Thereafter, the tree structure in each data field 211 is mapped to the tree structure of the three-dimensional space 22. When the tree structure of one of the data fields 211 includes three data layers (root, inner, leaf), the root layer, the inner layer and the leaf layer can be mapped to the simple layer by The global layer of the three-dimensional space 22, the segmentation layer, and the point layer perform mapping.

In the case where a tree structure has less than three data layers, the mapping can be performed more flexibly. For example, in the case where the tree structure of the data field 211 has only one node, the root node can be mapped to any one of the spatial layers (global layer, segmentation layer or point layer) of the three-dimensional space 22.
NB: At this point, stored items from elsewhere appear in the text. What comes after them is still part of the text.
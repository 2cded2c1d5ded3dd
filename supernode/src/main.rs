use std::{sync::Arc, time::Duration};

use anyhow::Result;
use clap::Parser;
use log::{debug, info, warn};
use rta_common::crypto::KeyPair;
use rta_supernode::{
    config::{Config, QuorumRules},
    context::PaymentContext,
    rpc::{Handlers, RtaRpcServer},
    rta::{AuthRequestHandler, AuthResponseHandler},
    supernode::Supernode,
    transport::{CryptonodeClient, Transport},
};

#[tokio::main]
async fn main() -> Result<()> {
    let config = Config::parse();
    env_logger::Builder::from_env(env_logger::Env::default().default_filter_or("info")).init();

    let keypair = match &config.identity_key {
        Some(secret) => KeyPair::from_secret(secret),
        None => {
            warn!("no identity key supplied, generating a fresh one");
            KeyPair::generate()
        }
    };
    let node = Arc::new(Supernode::new(keypair));
    info!("supernode identity: {}", node.id_key_hex());

    let context = Arc::new(PaymentContext::new(Duration::from_secs(
        config.rta_tx_ttl_seconds,
    )));
    let transport: Arc<dyn Transport> = Arc::new(CryptonodeClient::new(
        config.cryptonode_address.clone(),
        Duration::from_secs(config.network_timeout_seconds),
    )?);
    let quorum = QuorumRules::from(&config);

    let handlers = Handlers {
        auth_request: Arc::new(AuthRequestHandler::new(context.clone(), node.clone())),
        auth_response: Arc::new(AuthResponseHandler::new(
            context.clone(),
            node.clone(),
            quorum,
        )),
        transport,
    };
    let server = RtaRpcServer::new(&config.rpc_bind_address, config.rpc_threads, handlers).await?;

    // reap expired payment entries in the background; reads already treat
    // them as absent
    {
        let context = context.clone();
        let period = context.ttl();
        tokio::spawn(async move {
            loop {
                tokio::time::sleep(period).await;
                let reaped = context.sweep_expired();
                if reaped > 0 {
                    debug!("reaped {} expired payment context entries", reaped);
                }
            }
        });
    }

    tokio::signal::ctrl_c().await?;
    info!("shutdown requested");
    server.stop().await;
    Ok(())
}
mod hash;
mod keys;

pub use hash::{hash, Hash, Hashable, HASH_SIZE};
pub use keys::{
    KeyError, KeyPair, PublicKey, SecretKey, Signature, PUBLIC_KEY_SIZE, SECRET_KEY_SIZE,
    SIGNATURE_SIZE,
};
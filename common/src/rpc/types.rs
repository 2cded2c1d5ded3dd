use serde::{Deserialize, Serialize};
use serde_json::{json, Value};

use super::RpcError;

pub const JSON_RPC_VERSION: &str = "2.0";

/// JSON-RPC request id: a number or a string.
#[derive(Debug, Clone, PartialEq, Eq, Serialize, Deserialize)]
#[serde(untagged)]
pub enum Id {
    Number(u64),
    String(String),
}

/// Inbound JSON-RPC 2.0 request envelope.
#[derive(Debug, Clone, Deserialize)]
pub struct RpcRequest {
    pub jsonrpc: String,
    #[serde(default)]
    pub id: Option<Id>,
    pub method: String,
    #[serde(default)]
    pub params: Value,
}

impl RpcRequest {
    /// Parse and validate the envelope of an inbound body.
    pub fn parse(body: &[u8]) -> Result<Self, RpcError> {
        let request: RpcRequest =
            serde_json::from_slice(body).map_err(|_| RpcError::ParseBody)?;
        if request.jsonrpc != JSON_RPC_VERSION {
            return Err(RpcError::InvalidRequest("expected json_rpc set to '2.0'"));
        }
        Ok(request)
    }

    /// Deserialize the params into the expected shape.
    pub fn params<T: serde::de::DeserializeOwned>(&self) -> Result<T, RpcError> {
        serde_json::from_value(self.params.clone()).map_err(RpcError::InvalidJsonParams)
    }
}

/// Build the JSON-RPC result envelope for a request id.
pub fn result_response(id: Option<&Id>, result: Value) -> Value {
    json!({
        "jsonrpc": JSON_RPC_VERSION,
        "id": id.map(|id| serde_json::to_value(id).unwrap_or(Value::Null)).unwrap_or(Value::Null),
        "result": result,
    })
}

#[cfg(test)]
mod tests {
    use super::*;

    #[test]
    fn test_parse_valid_request() {
        let body = br#"{"jsonrpc":"2.0","id":1,"method":"multicast","params":{"data":"aGk="}}"#;
        let request = RpcRequest::parse(body).unwrap();
        assert_eq!(request.method, "multicast");
        assert_eq!(request.id, Some(Id::Number(1)));
        assert_eq!(request.params["data"], "aGk=");
    }

    #[test]
    fn test_parse_rejects_bad_version() {
        let body = br#"{"jsonrpc":"1.0","id":1,"method":"multicast"}"#;
        assert!(matches!(
            RpcRequest::parse(body),
            Err(RpcError::InvalidRequest(_))
        ));
    }

    #[test]
    fn test_parse_rejects_garbage() {
        assert!(matches!(
            RpcRequest::parse(b"not json"),
            Err(RpcError::ParseBody)
        ));
    }

    #[test]
    fn test_result_response_shape() {
        let value = result_response(Some(&Id::String("abc".into())), json!({"result": 0}));
        assert_eq!(value["jsonrpc"], "2.0");
        assert_eq!(value["id"], "abc");
        assert_eq!(value["result"]["result"], 0);
    }

    #[test]
    fn test_result_response_null_id() {
        assert_eq!(result_response(None, json!(0))["id"], Value::Null);
    }
}
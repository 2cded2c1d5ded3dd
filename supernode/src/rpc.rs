//! Inbound RPC server.
//!
//! Two routes, both POSTed by the local cryptonode with a `multicast`
//! JSON-RPC envelope: the authorization request from the payer's proxy and
//! the votes of the other sample members. Each delivery becomes one task;
//! the error envelope is produced at this single point.

use std::sync::Arc;

use actix_web::{
    dev::ServerHandle,
    web::{self, Bytes, Data},
    App, HttpResponse, HttpServer,
};
use anyhow::Context as AnyContext;
use log::{info, warn};
use rta_common::rpc::{Id, RpcRequest, RpcResponseError};
use tokio::sync::Mutex;

use crate::{
    config::{AUTHORIZE_RTA_TX_REQUEST_PATH, AUTHORIZE_RTA_TX_RESPONSE_PATH},
    rta::{AuthRequestHandler, AuthResponseHandler},
    task::{dispatch, TaskHandler},
    transport::Transport,
};

/// Everything a route needs to run a task.
#[derive(Clone)]
pub struct Handlers {
    pub auth_request: Arc<AuthRequestHandler>,
    pub auth_response: Arc<AuthResponseHandler>,
    pub transport: Arc<dyn Transport>,
}

pub type SharedRtaRpcServer = Arc<RtaRpcServer>;

pub struct RtaRpcServer {
    handle: Mutex<Option<ServerHandle>>,
}

impl RtaRpcServer {
    pub async fn new(
        bind_address: &str,
        threads: Option<usize>,
        handlers: Handlers,
    ) -> Result<SharedRtaRpcServer, anyhow::Error> {
        let server = Arc::new(Self {
            handle: Mutex::new(None),
        });

        info!("Starting RPC server on {}", bind_address);
        let data = Data::new(handlers);
        let mut builder = HttpServer::new(move || {
            App::new()
                .app_data(data.clone())
                .route(
                    AUTHORIZE_RTA_TX_REQUEST_PATH,
                    web::post().to(authorize_rta_tx_request),
                )
                .route(
                    AUTHORIZE_RTA_TX_RESPONSE_PATH,
                    web::post().to(authorize_rta_tx_response),
                )
        })
        .disable_signals()
        .bind(bind_address)
        .context("Failed to bind RPC server")?;

        if let Some(threads) = threads {
            builder = builder.workers(threads);
        }
        let http_server = builder.run();

        {
            // save the server handle to be able to stop it later
            let handle = http_server.handle();
            let mut lock = server.handle.lock().await;
            *lock = Some(handle);
        }
        tokio::spawn(http_server);

        Ok(server)
    }

    pub async fn stop(&self) {
        info!("Stopping RPC server...");
        let mut handle = self.handle.lock().await;
        if let Some(handle) = handle.take() {
            handle.stop(false).await;
            info!("RPC server is now stopped!");
        } else {
            warn!("RPC server is not running!");
        }
    }
}

// the request id, for the error envelope only; handlers re-parse the body
fn peek_id(body: &[u8]) -> Option<Id> {
    serde_json::from_slice::<RpcRequest>(body)
        .ok()
        .and_then(|request| request.id)
}

async fn run_route<H: TaskHandler>(
    handler: Arc<H>,
    transport: Arc<dyn Transport>,
    body: Bytes,
) -> Result<HttpResponse, RpcResponseError> {
    let id = peek_id(&body);
    let outcome = dispatch(handler, transport, body.to_vec())
        .await
        .map_err(|e| RpcResponseError::new(id, e))?;
    if let Some(background) = outcome.background {
        tokio::spawn(background);
    }
    Ok(HttpResponse::Ok().json(outcome.reply))
}

async fn authorize_rta_tx_request(
    data: Data<Handlers>,
    body: Bytes,
) -> Result<HttpResponse, RpcResponseError> {
    run_route(
        data.auth_request.clone(),
        data.transport.clone(),
        body,
    )
    .await
}

async fn authorize_rta_tx_response(
    data: Data<Handlers>,
    body: Bytes,
) -> Result<HttpResponse, RpcResponseError> {
    run_route(
        data.auth_response.clone(),
        data.transport.clone(),
        body,
    )
    .await
}
use serde::{Deserialize, Serialize};
use serde_json::Value;

use crate::config::STATUS_OK;

/// Params of a `multicast` or `broadcast` call to the communication layer.
/// `data` is the base64-JSON inner payload; `callback_uri` is the route the
/// receiving supernode dispatches the payload to. An empty receiver list on a
/// broadcast means "everyone".
#[derive(Debug, Clone, Serialize, Deserialize)]
pub struct CommRequest {
    pub sender_address: String,
    #[serde(default)]
    pub receiver_addresses: Vec<String>,
    pub callback_uri: String,
    pub data: String,
}

/// Result body of a communication-layer acknowledgement.
#[derive(Debug, Clone, Serialize, Deserialize)]
pub struct CommAck {
    pub status: u8,
}

/// Check a raw communication-layer reply: JSON-RPC envelope with
/// `error.code == 0` (or absent) and `result.status == OK`.
pub fn ack_is_ok(reply: &Value) -> bool {
    let error_code = reply["error"]["code"].as_i64().unwrap_or(0);
    if error_code != 0 {
        return false;
    }
    match serde_json::from_value::<CommAck>(reply["result"].clone()) {
        Ok(ack) => ack.status == STATUS_OK,
        Err(_) => false,
    }
}
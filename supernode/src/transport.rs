//! Outbound calls to the local cryptonode: `multicast`/`broadcast` JSON-RPC
//! submissions to the communication layer and raw transaction pushes to the
//! ledger. Retries are the cryptonode's responsibility, not ours; every call
//! is bounded by the configured network timeout.

use std::time::Duration;

use async_trait::async_trait;
use log::debug;
use rta_common::{
    api::{CommRequest, SendRawTxRequest},
    rpc::JSON_RPC_VERSION,
};
use serde_json::{json, Value};
use thiserror::Error;

use crate::config::{CRYPTONODE_RTA_PATH, SEND_RAW_TX_PATH};

#[derive(Error, Debug)]
pub enum TransportError {
    #[error("http error: {0}")]
    Http(#[from] reqwest::Error),
}

#[async_trait]
pub trait Transport: Send + Sync + 'static {
    async fn multicast(&self, request: &CommRequest) -> Result<Value, TransportError>;

    async fn broadcast(&self, request: &CommRequest) -> Result<Value, TransportError>;

    async fn send_raw_transaction(
        &self,
        request: &SendRawTxRequest,
    ) -> Result<Value, TransportError>;
}

/// Production transport talking to the local cryptonode over HTTP.
pub struct CryptonodeClient {
    client: reqwest::Client,
    base_url: String,
}

impl CryptonodeClient {
    pub fn new(base_url: String, timeout: Duration) -> Result<Self, TransportError> {
        let client = reqwest::Client::builder().timeout(timeout).build()?;
        Ok(CryptonodeClient {
            client,
            base_url: base_url.trim_end_matches('/').to_string(),
        })
    }

    async fn post_json_rpc(
        &self,
        method: &str,
        params: &CommRequest,
    ) -> Result<Value, TransportError> {
        let url = format!("{}{}", self.base_url, CRYPTONODE_RTA_PATH);
        debug!("posting {} to {}", method, url);
        let body = json!({
            "jsonrpc": JSON_RPC_VERSION,
            "id": 0,
            "method": method,
            "params": params,
        });
        let response = self.client.post(url).json(&body).send().await?;
        Ok(response.json().await?)
    }
}

#[async_trait]
impl Transport for CryptonodeClient {
    async fn multicast(&self, request: &CommRequest) -> Result<Value, TransportError> {
        self.post_json_rpc("multicast", request).await
    }

    async fn broadcast(&self, request: &CommRequest) -> Result<Value, TransportError> {
        self.post_json_rpc("broadcast", request).await
    }

    async fn send_raw_transaction(
        &self,
        request: &SendRawTxRequest,
    ) -> Result<Value, TransportError> {
        let url = format!("{}{}", self.base_url, SEND_RAW_TX_PATH);
        debug!("pushing raw tx to {}", url);
        let response = self.client.post(url).json(request).send().await?;
        Ok(response.json().await?)
    }
}

/// Recording transport for tests: stores every outbound call and answers
/// from scripted replies (an OK ack by default).
#[derive(Default)]
pub struct MockTransport {
    multicasts: std::sync::Mutex<Vec<CommRequest>>,
    broadcasts: std::sync::Mutex<Vec<CommRequest>>,
    ledger: std::sync::Mutex<Vec<SendRawTxRequest>>,
    ledger_replies: std::sync::Mutex<Vec<Value>>,
    comm_replies: std::sync::Mutex<Vec<Value>>,
}

impl MockTransport {
    fn ok_ack() -> Value {
        json!({
            "jsonrpc": JSON_RPC_VERSION,
            "id": 0,
            "result": { "status": 0 },
        })
    }

    pub fn push_comm_reply(&self, reply: Value) {
        self.comm_replies.lock().unwrap().push(reply);
    }

    pub fn push_ledger_reply(&self, reply: Value) {
        self.ledger_replies.lock().unwrap().push(reply);
    }

    pub fn multicast_calls(&self) -> Vec<CommRequest> {
        self.multicasts.lock().unwrap().clone()
    }

    pub fn broadcast_calls(&self) -> Vec<CommRequest> {
        self.broadcasts.lock().unwrap().clone()
    }

    pub fn ledger_calls(&self) -> Vec<SendRawTxRequest> {
        self.ledger.lock().unwrap().clone()
    }

    fn next_comm_reply(&self) -> Value {
        let mut replies = self.comm_replies.lock().unwrap();
        if replies.is_empty() {
            Self::ok_ack()
        } else {
            replies.remove(0)
        }
    }
}

#[async_trait]
impl Transport for MockTransport {
    async fn multicast(&self, request: &CommRequest) -> Result<Value, TransportError> {
        self.multicasts.lock().unwrap().push(request.clone());
        Ok(self.next_comm_reply())
    }

    async fn broadcast(&self, request: &CommRequest) -> Result<Value, TransportError> {
        self.broadcasts.lock().unwrap().push(request.clone());
        Ok(self.next_comm_reply())
    }

    async fn send_raw_transaction(
        &self,
        request: &SendRawTxRequest,
    ) -> Result<Value, TransportError> {
        self.ledger.lock().unwrap().push(request.clone());
        let mut replies = self.ledger_replies.lock().unwrap();
        if replies.is_empty() {
            Ok(json!({"status": "OK", "double_spend": false}))
        } else {
            Ok(replies.remove(0))
        }
    }
}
It is worth noting that two rules can be applied during the mapping process. First, a particular node of the three-dimensional space 22 cannot be mapped by more than one node in the same data layer; however, a particular node in the data space 21 can be mapped to more than one of the three-dimensional spaces 22. Second, a data node originating from an ancestor node of an ancestor layer in the data space 21 must be mapped to a hierarchical level that is not in the spatial layer of the three-dimensional space 22 to which the ancestor node is mapped. An ancestral layer. For example, when a node of the data field 211 is mapped to the segmentation layer, the internal nodes must be mapped to the point layer.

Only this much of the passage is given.